SUPPLIED MATERIAL:
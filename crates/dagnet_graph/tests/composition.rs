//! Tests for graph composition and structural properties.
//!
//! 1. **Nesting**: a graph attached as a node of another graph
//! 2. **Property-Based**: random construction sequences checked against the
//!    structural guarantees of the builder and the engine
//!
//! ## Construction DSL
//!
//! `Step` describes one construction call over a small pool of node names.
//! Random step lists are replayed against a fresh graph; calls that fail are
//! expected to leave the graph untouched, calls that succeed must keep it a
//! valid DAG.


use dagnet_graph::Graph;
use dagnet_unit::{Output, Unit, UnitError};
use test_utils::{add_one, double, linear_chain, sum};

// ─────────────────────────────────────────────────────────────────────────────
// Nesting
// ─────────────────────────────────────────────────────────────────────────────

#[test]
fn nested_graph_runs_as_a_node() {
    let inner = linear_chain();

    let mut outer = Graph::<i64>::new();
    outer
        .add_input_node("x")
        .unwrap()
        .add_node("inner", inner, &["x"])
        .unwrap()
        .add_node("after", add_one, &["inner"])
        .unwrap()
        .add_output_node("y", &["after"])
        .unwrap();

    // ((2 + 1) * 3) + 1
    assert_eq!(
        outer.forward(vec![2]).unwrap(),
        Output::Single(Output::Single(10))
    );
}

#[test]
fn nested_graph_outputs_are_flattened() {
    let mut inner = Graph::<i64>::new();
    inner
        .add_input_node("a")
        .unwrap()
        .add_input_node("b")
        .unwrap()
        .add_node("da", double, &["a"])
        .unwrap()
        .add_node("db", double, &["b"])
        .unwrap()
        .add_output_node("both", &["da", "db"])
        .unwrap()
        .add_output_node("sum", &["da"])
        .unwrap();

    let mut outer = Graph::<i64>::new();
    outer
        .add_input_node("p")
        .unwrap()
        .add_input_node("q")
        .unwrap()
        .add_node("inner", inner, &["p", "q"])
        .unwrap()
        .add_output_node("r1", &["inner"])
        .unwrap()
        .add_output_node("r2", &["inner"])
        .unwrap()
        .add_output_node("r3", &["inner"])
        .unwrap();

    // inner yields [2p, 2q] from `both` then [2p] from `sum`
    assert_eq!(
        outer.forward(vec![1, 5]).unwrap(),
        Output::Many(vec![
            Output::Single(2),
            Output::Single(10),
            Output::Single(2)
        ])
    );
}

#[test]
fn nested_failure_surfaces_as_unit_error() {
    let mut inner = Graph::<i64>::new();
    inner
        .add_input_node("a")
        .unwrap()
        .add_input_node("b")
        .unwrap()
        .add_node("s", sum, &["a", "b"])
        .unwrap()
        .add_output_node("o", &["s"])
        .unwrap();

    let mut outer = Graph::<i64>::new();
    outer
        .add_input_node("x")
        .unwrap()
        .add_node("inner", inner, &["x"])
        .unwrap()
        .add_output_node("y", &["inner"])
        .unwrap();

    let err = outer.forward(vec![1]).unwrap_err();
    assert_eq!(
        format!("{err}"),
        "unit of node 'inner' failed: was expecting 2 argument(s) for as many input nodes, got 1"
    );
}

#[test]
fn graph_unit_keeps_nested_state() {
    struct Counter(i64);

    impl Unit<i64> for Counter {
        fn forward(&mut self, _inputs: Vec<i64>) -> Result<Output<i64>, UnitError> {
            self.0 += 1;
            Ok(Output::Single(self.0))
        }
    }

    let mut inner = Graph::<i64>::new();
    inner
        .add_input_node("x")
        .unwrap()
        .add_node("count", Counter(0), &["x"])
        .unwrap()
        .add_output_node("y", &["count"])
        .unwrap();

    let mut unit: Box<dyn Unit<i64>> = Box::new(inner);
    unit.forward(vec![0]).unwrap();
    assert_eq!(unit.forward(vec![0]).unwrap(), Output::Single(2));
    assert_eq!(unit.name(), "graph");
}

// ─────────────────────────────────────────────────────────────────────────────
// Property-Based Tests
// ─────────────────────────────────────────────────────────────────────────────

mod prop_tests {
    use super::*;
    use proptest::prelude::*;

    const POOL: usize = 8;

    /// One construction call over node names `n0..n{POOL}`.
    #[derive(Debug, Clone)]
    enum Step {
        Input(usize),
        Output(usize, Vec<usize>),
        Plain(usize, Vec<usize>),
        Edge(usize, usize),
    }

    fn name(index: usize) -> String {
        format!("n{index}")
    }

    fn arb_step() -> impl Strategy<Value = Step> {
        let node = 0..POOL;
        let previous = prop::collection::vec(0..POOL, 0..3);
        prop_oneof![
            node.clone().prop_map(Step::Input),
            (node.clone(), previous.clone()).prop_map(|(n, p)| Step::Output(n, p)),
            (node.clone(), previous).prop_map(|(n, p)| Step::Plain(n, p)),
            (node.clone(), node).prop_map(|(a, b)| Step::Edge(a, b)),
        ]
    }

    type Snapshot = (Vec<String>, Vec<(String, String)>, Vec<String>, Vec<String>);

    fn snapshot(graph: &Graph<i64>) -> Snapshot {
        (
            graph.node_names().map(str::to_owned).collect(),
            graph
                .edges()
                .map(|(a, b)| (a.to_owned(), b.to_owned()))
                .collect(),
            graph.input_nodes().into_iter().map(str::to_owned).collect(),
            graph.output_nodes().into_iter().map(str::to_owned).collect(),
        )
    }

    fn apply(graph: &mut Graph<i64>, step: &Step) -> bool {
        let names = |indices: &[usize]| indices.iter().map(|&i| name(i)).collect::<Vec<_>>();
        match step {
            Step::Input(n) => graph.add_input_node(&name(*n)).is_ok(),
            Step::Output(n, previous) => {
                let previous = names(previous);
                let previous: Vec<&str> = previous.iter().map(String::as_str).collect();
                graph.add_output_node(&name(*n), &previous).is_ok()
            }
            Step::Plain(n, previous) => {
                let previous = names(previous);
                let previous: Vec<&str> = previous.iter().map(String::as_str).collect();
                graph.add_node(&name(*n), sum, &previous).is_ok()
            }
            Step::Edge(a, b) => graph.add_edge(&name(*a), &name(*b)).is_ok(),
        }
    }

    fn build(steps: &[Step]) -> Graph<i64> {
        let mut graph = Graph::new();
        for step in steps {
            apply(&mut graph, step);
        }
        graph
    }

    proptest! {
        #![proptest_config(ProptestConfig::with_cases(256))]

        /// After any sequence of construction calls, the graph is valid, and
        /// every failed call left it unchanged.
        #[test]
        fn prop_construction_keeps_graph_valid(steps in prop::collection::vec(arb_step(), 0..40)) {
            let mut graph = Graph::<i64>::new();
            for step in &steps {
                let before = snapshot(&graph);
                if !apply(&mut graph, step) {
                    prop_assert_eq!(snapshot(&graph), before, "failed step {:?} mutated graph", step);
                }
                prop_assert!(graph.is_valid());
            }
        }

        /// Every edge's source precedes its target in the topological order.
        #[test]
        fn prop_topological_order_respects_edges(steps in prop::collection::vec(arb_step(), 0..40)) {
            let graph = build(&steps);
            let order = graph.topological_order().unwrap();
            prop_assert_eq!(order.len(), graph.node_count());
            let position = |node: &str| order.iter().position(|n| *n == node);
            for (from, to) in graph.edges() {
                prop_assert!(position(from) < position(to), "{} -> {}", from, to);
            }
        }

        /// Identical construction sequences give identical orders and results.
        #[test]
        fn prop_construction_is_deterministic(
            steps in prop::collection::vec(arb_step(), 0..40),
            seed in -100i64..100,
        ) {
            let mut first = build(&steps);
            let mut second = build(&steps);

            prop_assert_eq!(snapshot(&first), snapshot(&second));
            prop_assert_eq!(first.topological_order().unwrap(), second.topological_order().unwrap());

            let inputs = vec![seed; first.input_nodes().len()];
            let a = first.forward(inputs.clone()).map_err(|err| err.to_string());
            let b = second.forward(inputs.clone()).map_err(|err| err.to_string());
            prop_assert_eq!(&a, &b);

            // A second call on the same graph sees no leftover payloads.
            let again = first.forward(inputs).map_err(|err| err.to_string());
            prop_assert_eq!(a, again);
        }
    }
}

WHAT YOU WILL DO:
Copy the lines above exactly. Start with the line containing "let before = snapshot(&graph);", end with the line containing "no leftover payloads.", and include both.

RESULT FOR THIS TASK:
                let before = snapshot(&graph);
                if !apply(&mut graph, step) {
                    prop_assert_eq!(snapshot(&graph), before, "failed step {:?} mutated graph", step);
                }
                prop_assert!(graph.is_valid());
            }
        }

        /// Every edge's source precedes its target in the topological order.
        #[test]
        fn prop_topological_order_respects_edges(steps in prop::collection::vec(arb_step(), 0..40)) {
            let graph = build(&steps);
            let order = graph.topological_order().unwrap();
            prop_assert_eq!(order.len(), graph.node_count());
            let position = |node: &str| order.iter().position(|n| *n == node);
            for (from, to) in graph.edges() {
                prop_assert!(position(from) < position(to), "{} -> {}", from, to);
            }
        }

        /// Identical construction sequences give identical orders and results.
        #[test]
        fn prop_construction_is_deterministic(
            steps in prop::collection::vec(arb_step(), 0..40),
            seed in -100i64..100,
        ) {
            let mut first = build(&steps);
            let mut second = build(&steps);

            prop_assert_eq!(snapshot(&first), snapshot(&second));
            prop_assert_eq!(first.topological_order().unwrap(), second.topological_order().unwrap());

            let inputs = vec![seed; first.input_nodes().len()];
            let a = first.forward(inputs.clone()).map_err(|err| err.to_string());
            let b = second.forward(inputs.clone()).map_err(|err| err.to_string());
            prop_assert_eq!(&a, &b);

            // A second call on the same graph sees no leftover payloads.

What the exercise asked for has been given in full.